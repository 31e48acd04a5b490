//! User repository for database operations.

use chrono::{DateTime, Utc};
use sqlx::PgPool;
use tracing::instrument;

use nexora_core::{Email, Role, UserId};

use super::{Page, RepositoryError};
use crate::models::User;

const USER_COLUMNS: &str = "id, email, name, role, avatar_url, \
     password_hash IS NOT NULL AS has_password, google_id IS NOT NULL AS has_google, \
     created_at, updated_at";

#[derive(sqlx::FromRow)]
struct UserRow {
    id: UserId,
    email: String,
    name: String,
    role: Role,
    avatar_url: Option<String>,
    has_password: bool,
    has_google: bool,
    created_at: DateTime<Utc>,
    updated_at: DateTime<Utc>,
}

impl TryFrom<UserRow> for User {
    type Error = RepositoryError;

    fn try_from(r: UserRow) -> Result<Self, Self::Error> {
        let email = Email::parse(&r.email).map_err(|e| {
            RepositoryError::DataCorruption(format!("invalid email in database: {e}"))
        })?;

        Ok(Self {
            id: r.id,
            email,
            name: r.name,
            role: r.role,
            avatar_url: r.avatar_url,
            has_password: r.has_password,
            has_google: r.has_google,
            created_at: r.created_at,
            updated_at: r.updated_at,
        })
    }
}

/// Fields of a new account.
pub struct NewUser<'a> {
    pub email: &'a Email,
    pub name: &'a str,
    pub password_hash: Option<&'a str>,
    pub google_id: Option<&'a str>,
    pub avatar_url: Option<&'a str>,
    pub role: Role,
}

/// Repository for user database operations.
pub struct UserRepository<'a> {
    pool: &'a PgPool,
}

impl<'a> UserRepository<'a> {
    /// Create a new user repository.
    #[must_use]
    pub const fn new(pool: &'a PgPool) -> Self {
        Self { pool }
    }

    /// Get a user by their ID.
    ///
    /// # Errors
    ///
    /// Returns `RepositoryError::Database` if the query fails.
    /// Returns `RepositoryError::DataCorruption` if the email in the database is invalid.
    #[instrument(skip(self))]
    pub async fn get_by_id(&self, id: UserId) -> Result<Option<User>, RepositoryError> {
        let row: Option<UserRow> =
            sqlx::query_as(&format!("SELECT {USER_COLUMNS} FROM users WHERE id = $1"))
                .bind(id)
                .fetch_optional(self.pool)
                .await?;

        row.map(User::try_from).transpose()
    }

    /// Get a user by their email address.
    ///
    /// # Errors
    ///
    /// Returns `RepositoryError::Database` if the query fails.
    #[instrument(skip(self), fields(email = %email))]
    pub async fn get_by_email(&self, email: &Email) -> Result<Option<User>, RepositoryError> {
        let row: Option<UserRow> =
            sqlx::query_as(&format!("SELECT {USER_COLUMNS} FROM users WHERE email = $1"))
                .bind(email)
                .fetch_optional(self.pool)
                .await?;

        row.map(User::try_from).transpose()
    }

    /// Get a user by their linked Google account id.
    ///
    /// # Errors
    ///
    /// Returns `RepositoryError::Database` if the query fails.
    #[instrument(skip(self))]
    pub async fn get_by_google_id(&self, google_id: &str) -> Result<Option<User>, RepositoryError> {
        let row: Option<UserRow> = sqlx::query_as(&format!(
            "SELECT {USER_COLUMNS} FROM users WHERE google_id = $1"
        ))
        .bind(google_id)
        .fetch_optional(self.pool)
        .await?;

        row.map(User::try_from).transpose()
    }

    /// Get a user together with their password hash, if they have one.
    ///
    /// # Errors
    ///
    /// Returns `RepositoryError::Database` if the query fails.
    #[instrument(skip(self), fields(email = %email))]
    pub async fn get_with_password_hash(
        &self,
        email: &Email,
    ) -> Result<Option<(User, Option<String>)>, RepositoryError> {
        #[derive(sqlx::FromRow)]
        struct Row {
            #[sqlx(flatten)]
            user: UserRow,
            password_hash: Option<String>,
        }

        let row: Option<Row> = sqlx::query_as(&format!(
            "SELECT {USER_COLUMNS}, password_hash FROM users WHERE email = $1"
        ))
        .bind(email)
        .fetch_optional(self.pool)
        .await?;

        row.map(|r| Ok((User::try_from(r.user)?, r.password_hash)))
            .transpose()
    }

    /// Create a new user.
    ///
    /// # Errors
    ///
    /// Returns `RepositoryError::Conflict` if the email (or Google id) already exists.
    /// Returns `RepositoryError::Database` for other database errors.
    #[instrument(skip(self, new), fields(email = %new.email))]
    pub async fn create(&self, new: &NewUser<'_>) -> Result<User, RepositoryError> {
        let row: UserRow = sqlx::query_as(&format!(
            r"
            INSERT INTO users (email, name, password_hash, google_id, avatar_url, role)
            VALUES ($1, $2, $3, $4, $5, $6)
            RETURNING {USER_COLUMNS}
            "
        ))
        .bind(new.email)
        .bind(new.name)
        .bind(new.password_hash)
        .bind(new.google_id)
        .bind(new.avatar_url)
        .bind(new.role)
        .fetch_one(self.pool)
        .await
        .map_err(|e| RepositoryError::unique_or_db(e, "email already exists"))?;

        User::try_from(row)
    }

    /// Attach a Google account to an existing user.
    ///
    /// The avatar is only filled in when the user has none yet.
    ///
    /// # Errors
    ///
    /// Returns `RepositoryError::NotFound` if the user does not exist.
    /// Returns `RepositoryError::Conflict` if the Google id is linked elsewhere.
    #[instrument(skip(self))]
    pub async fn link_google(
        &self,
        id: UserId,
        google_id: &str,
        avatar_url: Option<&str>,
    ) -> Result<User, RepositoryError> {
        let row: Option<UserRow> = sqlx::query_as(&format!(
            r"
            UPDATE users
            SET google_id = $2,
                avatar_url = COALESCE(avatar_url, $3),
                updated_at = NOW()
            WHERE id = $1
            RETURNING {USER_COLUMNS}
            "
        ))
        .bind(id)
        .bind(google_id)
        .bind(avatar_url)
        .fetch_optional(self.pool)
        .await
        .map_err(|e| RepositoryError::unique_or_db(e, "google account already linked"))?;

        row.map(User::try_from)
            .transpose()?
            .ok_or(RepositoryError::NotFound)
    }

    /// Update profile fields. `None` leaves a field unchanged.
    ///
    /// # Errors
    ///
    /// Returns `RepositoryError::NotFound` if the user does not exist.
    #[instrument(skip(self))]
    pub async fn update_profile(
        &self,
        id: UserId,
        name: Option<&str>,
        avatar_url: Option<&str>,
    ) -> Result<User, RepositoryError> {
        let row: Option<UserRow> = sqlx::query_as(&format!(
            r"
            UPDATE users
            SET name = COALESCE($2, name),
                avatar_url = COALESCE($3, avatar_url),
                updated_at = NOW()
            WHERE id = $1
            RETURNING {USER_COLUMNS}
            "
        ))
        .bind(id)
        .bind(name)
        .bind(avatar_url)
        .fetch_optional(self.pool)
        .await?;

        row.map(User::try_from)
            .transpose()?
            .ok_or(RepositoryError::NotFound)
    }

    /// Change a user's role.
    ///
    /// # Errors
    ///
    /// Returns `RepositoryError::NotFound` if the user does not exist.
    #[instrument(skip(self))]
    pub async fn set_role(&self, id: UserId, role: Role) -> Result<User, RepositoryError> {
        let row: Option<UserRow> = sqlx::query_as(&format!(
            "UPDATE users SET role = $2, updated_at = NOW() WHERE id = $1 RETURNING {USER_COLUMNS}"
        ))
        .bind(id)
        .bind(role)
        .fetch_optional(self.pool)
        .await?;

        row.map(User::try_from)
            .transpose()?
            .ok_or(RepositoryError::NotFound)
    }

    /// Set or replace a user's password hash.
    ///
    /// # Errors
    ///
    /// Returns `RepositoryError::NotFound` if the user does not exist.
    #[instrument(skip(self, password_hash))]
    pub async fn set_password_hash(
        &self,
        id: UserId,
        password_hash: &str,
    ) -> Result<(), RepositoryError> {
        let result =
            sqlx::query("UPDATE users SET password_hash = $2, updated_at = NOW() WHERE id = $1")
                .bind(id)
                .bind(password_hash)
                .execute(self.pool)
                .await?;

        if result.rows_affected() == 0 {
            return Err(RepositoryError::NotFound);
        }
        Ok(())
    }

    /// List users, newest first.
    ///
    /// # Errors
    ///
    /// Returns `RepositoryError::Database` if the query fails.
    #[instrument(skip(self))]
    pub async fn list(&self, page: Page) -> Result<(Vec<User>, i64), RepositoryError> {
        let rows: Vec<UserRow> = sqlx::query_as(&format!(
            "SELECT {USER_COLUMNS} FROM users ORDER BY created_at DESC LIMIT $1 OFFSET $2"
        ))
        .bind(page.limit)
        .bind(page.offset())
        .fetch_all(self.pool)
        .await?;

        let total: i64 = sqlx::query_scalar("SELECT COUNT(*) FROM users")
            .fetch_one(self.pool)
            .await?;

        let users = rows
            .into_iter()
            .map(User::try_from)
            .collect::<Result<Vec<_>, _>>()?;
        Ok((users, total))
    }
}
————
- [What needs to be done]:
Search the listing for the word "total". Copy every line in which it occurs.

- [Response below]:
        let total: i64 = sqlx::query_scalar("SELECT COUNT(*) FROM users")
        Ok((users, total))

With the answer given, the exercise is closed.